TO DO
Only the lines that include "MessageResponse" should be copied from the data below.

*** Block opens ***

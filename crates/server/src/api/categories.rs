//! Category list and admin management.

use axum::{
    extract::{Path, State},
    http::StatusCode,
    Json,
};
use std::sync::Arc;

use agora_core::models::{Category, MessageResponse};
use agora_core::validation::CategoryForm;

use super::error::AppError;
use super::middleware::Session;
use crate::state::AppState;

pub async fn list_categories(
    State(state): State<Arc<AppState>>,
) -> Result<Json<Vec<Category>>, AppError> {
    let categories = state.client().categories().await?;
    Ok(Json((*categories).clone()))
}

pub async fn create_category(
    State(state): State<Arc<AppState>>,
    session: Session,
    Json(form): Json<CategoryForm>,
) -> Result<(StatusCode, Json<Category>), AppError> {
    let category = state
        .client()
        .submit_category(&session.credentials, &form)
        .await?;
    Ok((StatusCode::CREATED, Json(category)))
}

pub async fn update_category(
    State(state): State<Arc<AppState>>,
    session: Session,
    Path(id): Path<String>,
    Json(form): Json<CategoryForm>,
) -> Result<Json<Category>, AppError> {
    let category = form.validate()?;
    let updated = state
        .client()
        .update_category(&session.credentials, &id, &category)
        .await?;
    Ok(Json(updated))
}

pub async fn delete_category(
    State(state): State<Arc<AppState>>,
    session: Session,
    Path(id): Path<String>,
) -> Result<Json<MessageResponse>, AppError> {
    let message = state
        .client()
        .delete_category(&session.credentials, &id)
        .await?;
    Ok(Json(message))
}
use chrono::{DateTime, Utc};
use serde::{Deserialize, Serialize};

/// Subscription fee of a community. The API sends a plain number where 0
/// means free.
#[derive(Debug, Clone, Copy, PartialEq, Serialize, Deserialize, Default)]
#[serde(from = "f64", into = "f64")]
pub enum Fee {
    #[default]
    Free,
    Paid(f64),
}

impl Fee {
    pub fn amount(&self) -> f64 {
        match self {
            Fee::Free => 0.0,
            Fee::Paid(amount) => *amount,
        }
    }

    pub fn is_free(&self) -> bool {
        matches!(self, Fee::Free)
    }
}

impl From<f64> for Fee {
    fn from(amount: f64) -> Self {
        if amount > 0.0 {
            Fee::Paid(amount)
        } else {
            Fee::Free
        }
    }
}

impl From<Fee> for f64 {
    fn from(fee: Fee) -> Self {
        fee.amount()
    }
}

/// A topic-scoped group with membership and courses.
#[derive(Debug, Clone, PartialEq, Serialize, Deserialize)]
#[serde(rename_all = "camelCase")]
pub struct Community {
    #[serde(alias = "_id")]
    pub id: String,
    pub name: String,
    #[serde(default)]
    pub description: String,
    /// Category name; must be one of the current categories to match a filter.
    #[serde(default)]
    pub category: String,
    #[serde(default)]
    pub fee: Fee,
    /// Member user ids.
    #[serde(default)]
    pub members: Vec<String>,
    /// User id of the creator.
    #[serde(default, skip_serializing_if = "Option::is_none")]
    pub creator: Option<String>,
    #[serde(default, skip_serializing_if = "Option::is_none")]
    pub created_at: Option<DateTime<Utc>>,
}

impl Community {
    pub fn member_count(&self) -> usize {
        self.members.len()
    }

    pub fn is_member(&self, user_id: &str) -> bool {
        self.members.iter().any(|m| m == user_id)
    }

    pub fn is_owned_by(&self, user_id: &str) -> bool {
        self.creator.as_deref() == Some(user_id)
    }
}

/// Body for creating a community.
#[derive(Debug, Clone, PartialEq, Serialize, Deserialize)]
#[serde(rename_all = "camelCase")]
pub struct NewCommunity {
    pub name: String,
    pub description: String,
    pub category: String,
    pub fee: f64,
}

/// Body for editing a community; absent fields are left unchanged.
#[derive(Debug, Clone, Default, PartialEq, Serialize, Deserialize)]
#[serde(rename_all = "camelCase")]
pub struct CommunityUpdate {
    #[serde(default, skip_serializing_if = "Option::is_none")]
    pub name: Option<String>,
    #[serde(default, skip_serializing_if = "Option::is_none")]
    pub description: Option<String>,
    #[serde(default, skip_serializing_if = "Option::is_none")]
    pub category: Option<String>,
    #[serde(default, skip_serializing_if = "Option::is_none")]
    pub fee: Option<f64>,
}

/// Externally managed taxonomy tag.
#[derive(Debug, Clone, PartialEq, Eq, Serialize, Deserialize)]
pub struct Category {
    #[serde(alias = "_id")]
    pub id: String,
    pub name: String,
}

#[derive(Debug, Clone, PartialEq, Eq, Serialize, Deserialize)]
pub struct NewCategory {
    pub name: String,
}

#[cfg(test)]
mod tests {
    use super::*;

    #[test]
    fn test_deserialize_community_from_api() {
        let json = r#"{
            "_id": "c1",
            "name": "Abstract Algebra Club",
            "description": "Groups, rings, fields",
            "category": "Math",
            "fee": 0,
            "members": ["u1", "u2"],
            "createdAt": "2024-03-01T10:00:00Z"
        }"#;
        let community: Community = serde_json::from_str(json).unwrap();
        assert_eq!(community.id, "c1");
        assert!(community.fee.is_free());
        assert_eq!(community.member_count(), 2);
        assert!(community.is_member("u2"));
        assert!(community.created_at.is_some());
    }

    #[test]
    fn test_paid_fee() {
        let community: Community =
            serde_json::from_str(r#"{"id":"c2","name":"Pro","fee":19.5}"#).unwrap();
        assert_eq!(community.fee, Fee::Paid(19.5));
        assert_eq!(community.fee.amount(), 19.5);
        assert_eq!(community.description, "");
    }

    #[test]
    fn test_fee_serializes_as_number() {
        assert_eq!(serde_json::to_string(&Fee::Free).unwrap(), "0.0");
        assert_eq!(serde_json::to_string(&Fee::Paid(5.0)).unwrap(), "5.0");
    }
}
//! Query cache: keyed, deduplicated, invalidatable remote reads.
//!
//! One `QueryCache` is created at startup and handed to whoever needs it.
//! Reads of the same key share one in-flight request and one cached value.
//! Invalidating a key drops the value, discards results of fetches that
//! started before the invalidation, and wakes subscribers so they refetch.

mod keys;

pub use keys::QueryKey;

use std::any::Any;
use std::collections::HashMap;
use std::future::Future;
use std::sync::Arc;

use futures::future::{BoxFuture, FutureExt, Shared};
use tokio::sync::{watch, Mutex};
use tracing::debug;

use crate::api::ApiError;
use crate::metrics::{CACHE_INVALIDATIONS, CACHE_LOOKUPS};

type CachedValue = Arc<dyn Any + Send + Sync>;
type SharedFetch = Shared<BoxFuture<'static, Result<CachedValue, ApiError>>>;

struct Slot {
    value: Option<CachedValue>,
    /// Bumped on every invalidation.
    generation: u64,
    /// Fetch started at `generation`.
    inflight: Option<(u64, SharedFetch)>,
    notify: watch::Sender<u64>,
}

impl Slot {
    fn new() -> Self {
        let (notify, _) = watch::channel(0);
        Self {
            value: None,
            generation: 0,
            inflight: None,
            notify,
        }
    }

    fn invalidate(&mut self) {
        self.value = None;
        self.inflight = None;
        self.generation += 1;
        self.notify.send_replace(self.generation);
    }
}

/// Keyed cache of remote reads.
pub struct QueryCache {
    slots: Mutex<HashMap<QueryKey, Slot>>,
    /// When false, values are not kept after a fetch settles.
    retain: bool,
}

impl Default for QueryCache {
    fn default() -> Self {
        Self::new()
    }
}

impl QueryCache {
    pub fn new() -> Self {
        Self {
            slots: Mutex::new(HashMap::new()),
            retain: true,
        }
    }

    /// Cache that only deduplicates concurrent reads.
    pub fn without_retention() -> Self {
        Self {
            slots: Mutex::new(HashMap::new()),
            retain: false,
        }
    }

    /// Return the cached value for `key`, or run `fetch` to obtain it.
    ///
    /// Concurrent callers for the same key await the same fetch. Failures
    /// are returned to every waiter and are not cached.
    pub async fn get<T, F, Fut>(&self, key: QueryKey, fetch: F) -> Result<Arc<T>, ApiError>
    where
        T: Send + Sync + 'static,
        F: FnOnce() -> Fut,
        Fut: Future<Output = Result<T, ApiError>> + Send + 'static,
    {
        let (request, generation) = {
            let mut slots = self.slots.lock().await;
            let slot = slots.entry(key.clone()).or_insert_with(Slot::new);

            if let Some(value) = &slot.value {
                CACHE_LOOKUPS.with_label_values(&["hit"]).inc();
                return downcast(&key, Arc::clone(value));
            }

            match &slot.inflight {
                Some((started, request)) if *started == slot.generation => {
                    CACHE_LOOKUPS.with_label_values(&["shared"]).inc();
                    (request.clone(), *started)
                }
                _ => {
                    CACHE_LOOKUPS.with_label_values(&["miss"]).inc();
                    debug!("Cache miss: {}", key);
                    let pending = fetch();
                    let request = async move { pending.await.map(|v| Arc::new(v) as CachedValue) }
                        .boxed()
                        .shared();
                    slot.inflight = Some((slot.generation, request.clone()));
                    (request, slot.generation)
                }
            }
        };

        let result = request.await;

        {
            let mut slots = self.slots.lock().await;
            if let Some(slot) = slots.get_mut(&key) {
                // A stale fetch must not overwrite what came after an invalidation.
                if slot.generation == generation {
                    slot.inflight = None;
                    if let (Ok(value), true) = (&result, self.retain) {
                        slot.value = Some(Arc::clone(value));
                    }
                }
            }
        }

        downcast(&key, result?)
    }

    /// Cached value for `key`, if present, without fetching.
    pub async fn peek<T: Send + Sync + 'static>(&self, key: &QueryKey) -> Option<Arc<T>> {
        let slots = self.slots.lock().await;
        slots
            .get(key)
            .and_then(|slot| slot.value.clone())
            .and_then(|value| value.downcast::<T>().ok())
    }

    /// Drop the value for `key` and notify its subscribers.
    pub async fn invalidate(&self, key: &QueryKey) {
        let mut slots = self.slots.lock().await;
        if let Some(slot) = slots.get_mut(key) {
            slot.invalidate();
            CACHE_INVALIDATIONS.inc();
            debug!("Cache invalidated: {}", key);
        }
    }

    /// Drop every key of one session scope (on logout).
    ///
    /// Slots are invalidated in place so fetches still in flight for the
    /// scope cannot store their results afterwards.
    pub async fn clear_scope(&self, scope: &str) {
        let mut slots = self.slots.lock().await;
        for (_, slot) in slots.iter_mut().filter(|(k, _)| k.scope() == Some(scope)) {
            slot.invalidate();
            CACHE_INVALIDATIONS.inc();
        }
        debug!("Cache cleared for scope {}", scope);
    }

    /// Drop everything.
    pub async fn clear(&self) {
        let mut slots = self.slots.lock().await;
        for slot in slots.values_mut() {
            slot.invalidate();
        }
        CACHE_INVALIDATIONS.inc_by(slots.len() as u64);
    }

    /// Watch invalidations of `key`. The value is the key's generation;
    /// every change means the cached data is gone and should be refetched.
    pub async fn subscribe(&self, key: QueryKey) -> watch::Receiver<u64> {
        let mut slots = self.slots.lock().await;
        slots
            .entry(key)
            .or_insert_with(Slot::new)
            .notify
            .subscribe()
    }

    /// Number of keys currently holding a value.
    pub async fn len(&self) -> usize {
        let slots = self.slots.lock().await;
        slots.values().filter(|s| s.value.is_some()).count()
    }

    pub async fn is_empty(&self) -> bool {
        self.len().await == 0
    }
}

fn downcast<T: Send + Sync + 'static>(key: &QueryKey, value: CachedValue) -> Result<Arc<T>, ApiError> {
    value.downcast::<T>().map_err(|_| {
        ApiError::Parse(format!(
            "cached value for '{}' is not a {}",
            key,
            std::any::type_name::<T>()
        ))
    })
}
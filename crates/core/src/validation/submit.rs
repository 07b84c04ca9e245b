use thiserror::Error;
use tracing::debug;

use super::{CategoryForm, CommunityForm, ErrorReportForm, ValidationErrors, WithdrawalForm};
use crate::api::{ApiError, Credentials};
use crate::client::PlatformClient;
use crate::models::{Category, Community, MessageResponse, Withdrawal};

#[derive(Debug, Error, Clone, PartialEq)]
pub enum SubmitError {
    /// Rejected locally; no request was sent.
    #[error("{0}")]
    Invalid(#[from] ValidationErrors),

    #[error(transparent)]
    Api(#[from] ApiError),
}

impl PlatformClient {
    /// Validate against the current category set, then create.
    pub async fn submit_community(
        &self,
        credentials: &Credentials,
        form: &CommunityForm,
    ) -> Result<Community, SubmitError> {
        let categories = self.categories().await?;
        let community = form.validate(&categories).inspect_err(|e| {
            debug!("Community form rejected: {}", e);
        })?;
        Ok(self.create_community(credentials, &community).await?)
    }

    pub async fn submit_category(
        &self,
        credentials: &Credentials,
        form: &CategoryForm,
    ) -> Result<Category, SubmitError> {
        let category = form.validate()?;
        Ok(self.create_category(credentials, &category).await?)
    }

    /// Checked against `minimum` and the signed-in user's balance.
    pub async fn submit_withdrawal(
        &self,
        credentials: &Credentials,
        form: &WithdrawalForm,
        minimum: f64,
    ) -> Result<Withdrawal, SubmitError> {
        let user = self.profile(credentials).await?;
        let withdrawal = form.validate(minimum, user.balance)?;
        Ok(self.create_withdrawal(credentials, &withdrawal).await?)
    }

    pub async fn submit_error_report(
        &self,
        form: &ErrorReportForm,
    ) -> Result<MessageResponse, SubmitError> {
        let report = form.validate()?;
        Ok(self.report_error(&report).await?)
    }
}

#[cfg(test)]
mod tests {
    use super::*;
    use crate::cache::QueryCache;
    use crate::testing::{fixtures, MockPlatformApi};
    use crate::Role;
    use std::sync::Arc;

    async fn setup() -> (Arc<MockPlatformApi>, PlatformClient, Credentials) {
        let api = Arc::new(MockPlatformApi::new());
        api.set_categories(fixtures::categories(&["Tech", "Art"])).await;
        let mut creator = fixtures::user("u1", Role::Creator);
        creator.balance = 120.0;
        api.add_session("creator", creator).await;
        let client = PlatformClient::new(api.clone(), Arc::new(QueryCache::new()));
        (api, client, Credentials::bearer("creator"))
    }

    #[tokio::test]
    async fn test_invalid_community_sends_nothing() {
        let (api, client, credentials) = setup().await;
        let form = CommunityForm {
            name: "Club".to_string(),
            description: "About".to_string(),
            category: "Cooking".to_string(),
            fee: "0".to_string(),
        };

        let result = client.submit_community(&credentials, &form).await;

        assert!(matches!(result, Err(SubmitError::Invalid(e)) if e.has("category")));
        assert_eq!(api.call_count("create_community").await, 0);
    }

    #[tokio::test]
    async fn test_valid_community_is_created() {
        let (api, client, credentials) = setup().await;
        let form = CommunityForm {
            name: "Club".to_string(),
            description: "About".to_string(),
            category: "Art".to_string(),
            fee: "15".to_string(),
        };

        let created = client.submit_community(&credentials, &form).await.unwrap();

        assert_eq!(created.name, "Club");
        assert_eq!(api.call_count("create_community").await, 1);
    }

    #[tokio::test]
    async fn test_withdrawal_over_balance_sends_nothing() {
        let (api, client, credentials) = setup().await;
        let form = WithdrawalForm {
            amount: "500".to_string(),
            email: "pay@example.com".to_string(),
        };

        let result = client.submit_withdrawal(&credentials, &form, 50.0).await;

        assert!(matches!(result, Err(SubmitError::Invalid(_))));
        assert_eq!(api.call_count("create_withdrawal").await, 0);
    }

    #[tokio::test]
    async fn test_withdrawal_within_balance() {
        let (api, client, credentials) = setup().await;
        let form = WithdrawalForm {
            amount: "100".to_string(),
            email: "pay@example.com".to_string(),
        };

        let created = client
            .submit_withdrawal(&credentials, &form, 50.0)
            .await
            .unwrap();

        assert_eq!(created.amount, 100.0);
        assert_eq!(api.call_count("create_withdrawal").await, 1);
    }

    #[tokio::test]
    async fn test_api_error_passes_through() {
        let (api, client, credentials) = setup().await;
        api.fail_next(ApiError::Forbidden("creators only".to_string()))
            .await;

        let result = client
            .submit_category(&credentials, &CategoryForm { name: "Music".into() })
            .await;

        assert!(matches!(result, Err(SubmitError::Api(ApiError::Forbidden(_)))));
    }
}
use super::{types::Config, ConfigError};

/// Validate configuration
/// Currently validates:
/// - Server port is not 0
/// - API base URL is http(s)
/// - Page size is at least 1
/// - Search threshold and minimum match length are usable
pub fn validate_config(config: &Config) -> Result<(), ConfigError> {
    if config.server.port == 0 {
        return Err(ConfigError::ValidationError(
            "server.port cannot be 0".to_string(),
        ));
    }

    let base_url = config.api.base_url.trim();
    if !(base_url.starts_with("http://") || base_url.starts_with("https://")) {
        return Err(ConfigError::ValidationError(format!(
            "api.base_url must start with http:// or https://, got '{}'",
            base_url
        )));
    }

    if config.listing.page_size == 0 {
        return Err(ConfigError::ValidationError(
            "listing.page_size must be at least 1".to_string(),
        ));
    }

    let threshold = config.search.threshold;
    if !(threshold > 0.0 && threshold <= 1.0) {
        return Err(ConfigError::ValidationError(format!(
            "search.threshold must be in (0, 1], got {}",
            threshold
        )));
    }

    if config.search.min_match_len == 0 {
        return Err(ConfigError::ValidationError(
            "search.min_match_len must be at least 1".to_string(),
        ));
    }

    if config.payouts.min_withdrawal < 0.0 {
        return Err(ConfigError::ValidationError(
            "payouts.min_withdrawal cannot be negative".to_string(),
        ));
    }

    Ok(())
}

#[cfg(test)]
mod tests {
    use super::*;
    use crate::config::load_config_from_str;

    fn base_config() -> Config {
        load_config_from_str(
            r#"
[api]
base_url = "https://api.example.com"
"#,
        )
        .unwrap()
    }

    #[test]
    fn test_validate_valid_config() {
        assert!(validate_config(&base_config()).is_ok());
    }

    #[test]
    fn test_validate_port_zero_fails() {
        let mut config = base_config();
        config.server.port = 0;
        let result = validate_config(&config);
        assert!(matches!(result, Err(ConfigError::ValidationError(_))));
    }

    #[test]
    fn test_validate_non_http_base_url_fails() {
        let mut config = base_config();
        config.api.base_url = "ftp://api.example.com".to_string();
        assert!(validate_config(&config).is_err());
    }

    #[test]
    fn test_validate_zero_page_size_fails() {
        let mut config = base_config();
        config.listing.page_size = 0;
        assert!(validate_config(&config).is_err());
    }

    #[test]
    fn test_validate_threshold_bounds() {
        let mut config = base_config();
        config.search.threshold = 0.0;
        assert!(validate_config(&config).is_err());
        config.search.threshold = 1.0;
        assert!(validate_config(&config).is_ok());
        config.search.threshold = 1.5;
        assert!(validate_config(&config).is_err());
    }
}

*** Block closes ***

WRITTEN SOLUTION
use agora_core::models::{Category, MessageResponse};
) -> Result<Json<MessageResponse>, AppError> {
use crate::models::{Category, Community, MessageResponse, Withdrawal};
    ) -> Result<MessageResponse, SubmitError> {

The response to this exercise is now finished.